Certes la haine, la juste haine qui couve dans l’âme des opprimés est si grande, les infamies commises par les gouvernants et les maîtres sont si nombreuses, si nombreux les exemples de férocité venus d’en haut, si impitoyable le mépris de la vie et des souffrances humaines qu’affichent les classes dominantes, qu’il n’y a pas à s’étonner si un jour de révolution la vengeance populaire éclate terrible et inexorable. Nous ne nous en scandaliserons pas et nous ne chercherons pas à la refréner sinon par la propagande, car vouloir la refréner autrement conduirait à la réaction. Mais il est certain, selon nous que la terreur est un péril et non une garantie de succès pour la révolution. La terreur, en général, atteint les moins responsables et met en valeur les pires éléments, ceux mêmes qui sous l’ancien régime auraient servi de policiers et de bourreaux et qui sont heureux d’exercer au nom de la révolution leurs mauvais instincts et de satisfaire de sordides intérêts.

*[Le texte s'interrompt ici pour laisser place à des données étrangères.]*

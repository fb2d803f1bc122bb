use std::env;
use std::fs;
use std::path::{Path, PathBuf};

use anyhow::{anyhow, bail, Context};
use bridge::engine::MIN_SUPPORTED_RELEASE;
use bridge::methods::{FIT_LIGAND, VERSION_INFO, WORKING_DIR};
use bridge::protocol::JsonMap;
use bridge::{BridgeContext, RemoteStub};
use serde_json::{json, Value};
use tracing::info;

use crate::cli::{BatchArgs, CallArgs, Commands, FitLigandArgs, RestraintsArgs};

pub async fn execute(context: &mut BridgeContext, command: Commands) -> anyhow::Result<Value> {
    match command {
        Commands::Methods => list_methods(context).await,
        Commands::Version => version(context).await,
        Commands::WorkingDir => {
            let result = context.call(WORKING_DIR, Vec::new(), JsonMap::new()).await?;
            Ok(Value::Object(result))
        }
        Commands::Restraints(args) => restraints(context, args).await,
        Commands::FitLigand(args) => fit_ligand(context, args).await,
        Commands::Call(args) => call(context, args).await,
        Commands::Batch(args) => batch(context, args).await,
    }
}

async fn list_methods(context: &mut BridgeContext) -> anyhow::Result<Value> {
    let client = context.connected_client().await?;
    let mut methods = JsonMap::new();
    for stub in client.methods() {
        methods.insert(stub.name().to_string(), describe_stub(stub)?);
    }
    Ok(Value::Object(methods))
}

/// Wire descriptor of `stub` with its one-line signature added.
fn describe_stub(stub: &RemoteStub) -> anyhow::Result<Value> {
    let mut described = serde_json::to_value(stub.descriptor())?;
    if let Value::Object(fields) = &mut described {
        fields.insert(
            "signature".to_string(),
            json!(stub.descriptor().signature_line()),
        );
    }
    Ok(described)
}

async fn version(context: &mut BridgeContext) -> anyhow::Result<Value> {
    let mut result = context.call(VERSION_INFO, Vec::new(), JsonMap::new()).await?;
    if let Some(release) = context.engine_release() {
        result.insert("release".to_string(), json!(release));
    }
    Ok(Value::Object(result))
}

async fn restraints(context: &mut BridgeContext, args: RestraintsArgs) -> anyhow::Result<Value> {
    let dir = absolute_dir(args.dir)?;
    let filename = context.fetch_restraints(&args.ligand_id, &dir).await?;
    Ok(json!({ "filename": filename.to_string_lossy() }))
}

async fn fit_ligand(context: &mut BridgeContext, args: FitLigandArgs) -> anyhow::Result<Value> {
    context.connected_client().await?;
    context.require_engine_release(MIN_SUPPORTED_RELEASE)?;

    let dir = absolute_dir(args.dir)?;
    let restraints = context.fetch_restraints(&args.ligand_id, &dir).await?;
    info!(restraints = %restraints.display(), "fitting ligand");

    let mut kwargs = JsonMap::new();
    kwargs.insert("working_dir".to_string(), path_value(&dir));
    kwargs.insert("map_file".to_string(), path_value(&existing(&args.map)?));
    kwargs.insert("model_file".to_string(), path_value(&existing(&args.model)?));
    kwargs.insert("ligand_restraint_file".to_string(), path_value(&restraints));
    kwargs.insert("ligand_coord_file".to_string(), path_value(&existing(&args.ligand_coords)?));
    kwargs.insert("resolution".to_string(), json!(args.resolution));
    kwargs.insert("is_xray_map".to_string(), json!(args.xray));
    kwargs.insert("thoroughness".to_string(), json!(args.thoroughness));
    let result = context.call(FIT_LIGAND, Vec::new(), kwargs).await?;
    Ok(Value::Object(result))
}

async fn call(context: &mut BridgeContext, args: CallArgs) -> anyhow::Result<Value> {
    let positional = args.args.iter().map(|raw| parse_json_arg(raw)).collect();
    let kwargs = args
        .kwargs
        .iter()
        .map(|raw| parse_kwarg(raw))
        .collect::<anyhow::Result<JsonMap>>()?;
    let result = context.call(&args.method, positional, kwargs).await?;
    Ok(Value::Object(result))
}

async fn batch(context: &mut BridgeContext, args: BatchArgs) -> anyhow::Result<Value> {
    let text = fs::read_to_string(&args.file)
        .with_context(|| format!("reading batch file {}", args.file.display()))?;
    let commands = parse_batch(&text)?;
    let client = context.connected_client().await?;
    Ok(Value::Object(client.call_batch(commands).await?))
}

/// JSON when it parses, otherwise the raw text as a string.
pub fn parse_json_arg(raw: &str) -> Value {
    serde_json::from_str(raw).unwrap_or_else(|_| Value::String(raw.to_string()))
}

pub fn parse_kwarg(raw: &str) -> anyhow::Result<(String, Value)> {
    let (name, value) = raw
        .split_once('=')
        .ok_or_else(|| anyhow!("keyword argument '{raw}' must look like NAME=JSON"))?;
    let name = name.trim();
    if name.is_empty() {
        bail!("keyword argument '{raw}' has an empty name");
    }
    Ok((name.to_string(), parse_json_arg(value)))
}

pub fn parse_batch(text: &str) -> anyhow::Result<Vec<(String, Vec<Value>, JsonMap)>> {
    let entries: Vec<(String, Vec<Value>, JsonMap)> = serde_json::from_str(text)
        .context("batch file must be a JSON array of [name, [args], {kwargs}] entries")?;
    Ok(entries)
}

fn absolute_dir(dir: Option<PathBuf>) -> anyhow::Result<PathBuf> {
    let dir = match dir {
        Some(dir) => dir,
        None => env::current_dir()?,
    };
    fs::canonicalize(&dir).with_context(|| format!("directory {} does not exist", dir.display()))
}

fn existing(path: &Path) -> anyhow::Result<PathBuf> {
    fs::canonicalize(path).with_context(|| format!("{} does not exist", path.display()))
}

fn path_value(path: &Path) -> Value {
    Value::String(path.to_string_lossy().to_string())
}

#[cfg(test)]
mod tests {
    use super::*;
    use bridge::{MethodDescriptor, MethodSignature, Param};

    #[test]
    fn method_listing_carries_signatures() {
        let signature = MethodSignature::new("Look up restraints.")
            .param(Param::required("code"))
            .param(Param::optional("working_dir", "/tmp"));
        let stub = RemoteStub::new(MethodDescriptor::from_signature("find_cif_file", &signature));
        let described = describe_stub(&stub).unwrap();
        assert_eq!(
            described["signature"],
            json!("find_cif_file(code: 'unspecified', working_dir: 'unspecified' = \"/tmp\")")
        );
        assert_eq!(described["docstring"], json!("Look up restraints."));
        assert_eq!(described["args"], json!([["code", "unspecified"]]));
    }

    #[test]
    fn bare_words_become_strings() {
        assert_eq!(parse_json_arg("3.5"), json!(3.5));
        assert_eq!(parse_json_arg("[1, 2]"), json!([1, 2]));
        assert_eq!(parse_json_arg("\"quoted\""), json!("quoted"));
        assert_eq!(parse_json_arg("ATP"), json!("ATP"));
    }

    #[test]
    fn kwargs_need_a_name() {
        assert_eq!(
            parse_kwarg("resolution=2.5").unwrap(),
            ("resolution".to_string(), json!(2.5))
        );
        assert_eq!(
            parse_kwarg("thoroughness=quick").unwrap(),
            ("thoroughness".to_string(), json!("quick"))
        );
        assert!(parse_kwarg("novalue").is_err());
        assert!(parse_kwarg("=1").is_err());
    }

    #[test]
    fn batch_files_are_triples() {
        let commands =
            parse_batch(r#"[["working_dir", [], {}], ["find_cif_file", ["ATP"], {"working_dir": "/w"}]]"#)
                .unwrap();
        assert_eq!(commands.len(), 2);
        assert_eq!(commands[1].0, "find_cif_file");
        assert_eq!(commands[1].2["working_dir"], json!("/w"));
        assert!(parse_batch(r#"[["working_dir"]]"#).is_err());
    }
}
use std::net::SocketAddr;
use std::sync::Arc;

use bridge::descriptor::{MethodSignature, Param};
use bridge::dispatcher::{bind_local, serve};
use bridge::errors::MethodError;
use bridge::protocol::JsonMap;
use bridge::registry::{MethodCall, MethodRegistry};
use reqwest::StatusCode;
use serde_json::{json, Value};
use tokio::task::JoinHandle;
use tokio_util::sync::CancellationToken;

struct TestServer {
    addr: SocketAddr,
    shutdown: CancellationToken,
    handle: JoinHandle<std::io::Result<()>>,
}

impl TestServer {
    async fn start(registry: MethodRegistry) -> Self {
        let listener = bind_local(0).await.expect("bind");
        let addr = listener.local_addr().expect("local addr");
        let shutdown = CancellationToken::new();
        let handle = tokio::spawn(serve(listener, Arc::new(registry), shutdown.clone()));
        Self {
            addr,
            shutdown,
            handle,
        }
    }

    fn url(&self) -> String {
        format!("http://{}/", self.addr)
    }

    async fn stop(self) {
        self.shutdown.cancel();
        self.handle.await.expect("join").expect("serve");
    }
}

fn registry() -> MethodRegistry {
    let mut registry = MethodRegistry::new();
    registry.register_fn(
        "working_dir",
        MethodSignature::new("Report a fixed directory."),
        |_call: MethodCall| async move {
            let mut result = JsonMap::new();
            result.insert("dir".to_string(), json!("/srv/jobs"));
            Ok::<_, MethodError>(result)
        },
    );
    registry.register_fn(
        "greet",
        MethodSignature::new("Greet someone.")
            .param(Param::required("name").with_type("str"))
            .param(Param::optional("punctuation", "!")),
        |call: MethodCall| async move {
            let mut result = JsonMap::new();
            result.insert(
                "greeting".to_string(),
                json!(format!("hello {}{}", call.str("name")?, call.str("punctuation")?)),
            );
            Ok::<_, MethodError>(result)
        },
    );
    registry.register_fn(
        "explode",
        MethodSignature::new("Always raises."),
        |_call: MethodCall| async move { Err::<JsonMap, _>(MethodError::value("bad input")) },
    );
    registry
}

async fn post(server: &TestServer, body: Value) -> (StatusCode, Value) {
    let response = reqwest::Client::new()
        .post(server.url())
        .json(&body)
        .send()
        .await
        .expect("request");
    let status = response.status();
    let body = response.json::<Value>().await.expect("json body");
    (status, body)
}

#[tokio::test]
async fn get_serves_registry_with_batch() {
    let server = TestServer::start(registry()).await;
    let response = reqwest::get(server.url()).await.expect("request");
    assert_eq!(response.status(), StatusCode::OK);
    assert_eq!(
        response.headers()["content-type"].to_str().unwrap(),
        "application/json"
    );
    let body: Value = response.json().await.unwrap();
    let names: Vec<&String> = body.as_object().unwrap().keys().collect();
    assert!(names.iter().any(|name| name.as_str() == "batch"));
    assert_eq!(body["greet"]["args"], json!([["name", "str"]]));
    assert_eq!(
        body["greet"]["kwargs"]["punctuation"],
        json!({"type": "unspecified", "default": "\"!\""})
    );
    server.stop().await;
}

#[tokio::test]
async fn successful_call_returns_result_verbatim() {
    let server = TestServer::start(registry()).await;
    let (status, body) = post(&server, json!({"cmd": "greet", "args": ["ada"]})).await;
    assert_eq!(status, StatusCode::OK);
    assert_eq!(body, json!({"greeting": "hello ada!"}));
    server.stop().await;
}

#[tokio::test]
async fn non_json_content_type_is_rejected_without_body() {
    let server = TestServer::start(registry()).await;
    let response = reqwest::Client::new()
        .post(server.url())
        .header("content-type", "text/plain")
        .body(r#"{"cmd": "working_dir"}"#)
        .send()
        .await
        .unwrap();
    assert_eq!(response.status(), StatusCode::BAD_REQUEST);
    assert!(response.bytes().await.unwrap().is_empty());
    server.stop().await;
}

#[tokio::test]
async fn missing_command_is_reported_with_ok_status() {
    let server = TestServer::start(registry()).await;
    let (status, body) = post(&server, json!({"args": []})).await;
    assert_eq!(status, StatusCode::OK);
    assert_eq!(
        body,
        json!({"error": "You must provide a command name with the key \"cmd\"!"})
    );
    server.stop().await;
}

#[tokio::test]
async fn non_object_bodies_are_type_errors() {
    let server = TestServer::start(registry()).await;
    for payload in [json!(["working_dir"]), json!("working_dir"), json!(3)] {
        let (status, body) = post(&server, payload).await;
        assert_eq!(status, StatusCode::BAD_REQUEST);
        assert!(body["error"].as_str().unwrap().contains("must be a JSON object"));
        assert!(body["traceback"].as_str().unwrap().contains("TypeError"));
    }
    server.stop().await;
}

#[tokio::test]
async fn unknown_command_is_reported_with_ok_status() {
    let server = TestServer::start(registry()).await;
    let (status, body) = post(&server, json!({"cmd": "frobnicate"})).await;
    assert_eq!(status, StatusCode::OK);
    assert_eq!(
        body,
        json!({"error": "No registered server method with the name frobnicate"})
    );
    server.stop().await;
}

#[tokio::test]
async fn raising_method_answers_bad_request_with_traceback() {
    let server = TestServer::start(registry()).await;
    let (status, body) = post(&server, json!({"cmd": "explode"})).await;
    assert_eq!(status, StatusCode::BAD_REQUEST);
    assert_eq!(body["error"], json!("bad input"));
    assert!(body["traceback"].as_str().unwrap().contains("ValueError"));
    server.stop().await;
}

#[tokio::test]
async fn binding_errors_are_type_errors() {
    let server = TestServer::start(registry()).await;
    let (status, body) = post(&server, json!({"cmd": "greet", "kwargs": {"nom": "x"}})).await;
    assert_eq!(status, StatusCode::BAD_REQUEST);
    assert!(body["traceback"].as_str().unwrap().contains("TypeError"));

    let (status, body) = post(&server, json!({"cmd": "greet", "args": "ada"})).await;
    assert_eq!(status, StatusCode::BAD_REQUEST);
    assert!(body.get("traceback").is_some());
    server.stop().await;
}

#[tokio::test]
async fn batch_returns_partial_results_up_to_unknown_name() {
    let server = TestServer::start(registry()).await;
    let (status, body) = post(
        &server,
        json!({
            "cmd": "batch",
            "args": [[
                ["working_dir", [], {}],
                ["frobnicate", [], {}],
                ["working_dir", [], {}]
            ]]
        }),
    )
    .await;
    assert_eq!(status, StatusCode::OK);
    assert_eq!(body["0: working_dir"], json!({"dir": "/srv/jobs"}));
    assert_eq!(body["1: frobnicate"], json!({}));
    assert_eq!(body["error"], json!("Unrecognised function name: frobnicate"));
    assert!(body.get("2: working_dir").is_none());
    assert_eq!(body.as_object().unwrap().len(), 3);
    server.stop().await;
}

Et ceci s’applique à la terreur populaire exercée directement par les masses contre leurs oppresseurs directs. Car si la terreur devait être organisée, faite par ordre du gouvernement au moyen de la police et des tribunaux appelés révolutionnaires, elle serait alors le moyen le plus sûr de tuer la révolution. Plus que contre les réactionnaires, elle s’exercerait contre les amants de la liberté qui résisteraient aux ordres du nouveau gouvernement et blesseraient les intérêts des nouveaux privilégiés.
On pourvoit à la défense et au triomphe de la révolution en intéressant chacun à sa réussite, en respectant la liberté de tous, en enlevant à quiconque non seulement le droit, mais la possibilité d’exploiter le travail d’autrui.
Il ne faut pas soumettre les bourgeois aux prolétaires, mais abolir bourgeoisie et prolétariat en assurant à chacun la possibilité de travailler selon ses préférences et en mettant tous les hommes, tous les hommes valides, dans l’impossibilité de vivre sans travailler.
Une révolution sociale qui, après avoir vaincu, est encore en péril d’être anéantie par la classe dépossédée, c’est une révolution qui s’est arrêtée à mi-chemin et pour s’assurer la victoire, elle n’a qu’à aller toujours plus avant, toujours plus à fond.
Reste la question de la défense contre l’ennemi extérieur. Une révolution qui ne veut pas finir sous le talon d’un soldat de fortune ne peut être défendue que par des milices volontaires qui fassent en sorte que chaque pas des étrangers sur le territoire envahi les conduise à une embuscade et qui cherchent à offrir tous les avantages possibles aux soldats envoyés par force et traitent sans pitié les officiers ennemis venus volontairement. L’action guerrière doit être organisée le mieux possible, mais il est essentiel d’éviter que ceux qui se spécialisent dans la lutte militaire exercent à ce titre une action quelconque sur la vie civile de la population.
Nous ne nions pas que du point de vue technique plus une armée est dirigée autoritairement, plus elle a de chances de victoire et que la concentration de tous les pouvoirs dans les mains d’un seul, — s’il se trouve que ce soit un génie militaire, — constituerait un bon élément de succès. Mais la question technique n’a qu’une importance secondaire. Et ce serait bien mal servir la cause révolutionnaire que de risquer de tuer nous-mêmes la révolution pour éviter la possibilité d’une défaite infligée par l’étranger.
Que l’exemple de la Russie nous serve ! Se faire mettre la bride dans l’espérance d’être mieux guidés ne peut conduire qu’à l’esclavage.
Que tous les révolutionnaires étudient le livre de Fabbri. Le connaître est nécessaire pour éviter les erreurs où sont tombés les Russes.
Errico Malatesta.
Une réponse sur « Errico Malatesta : Dictature et révolution »
Très bonne description des usurpations des révolutions populaires. Décidément toujours d’actualité. Un groupe surgit et récupére à la manière des pires voyous assassins ce qui a été bâti au prix du sang de millions de citoyens. Staline en est l’exemple vivant. Mais l’histoire se répète… la preuve que Malatesta est un vrai génie.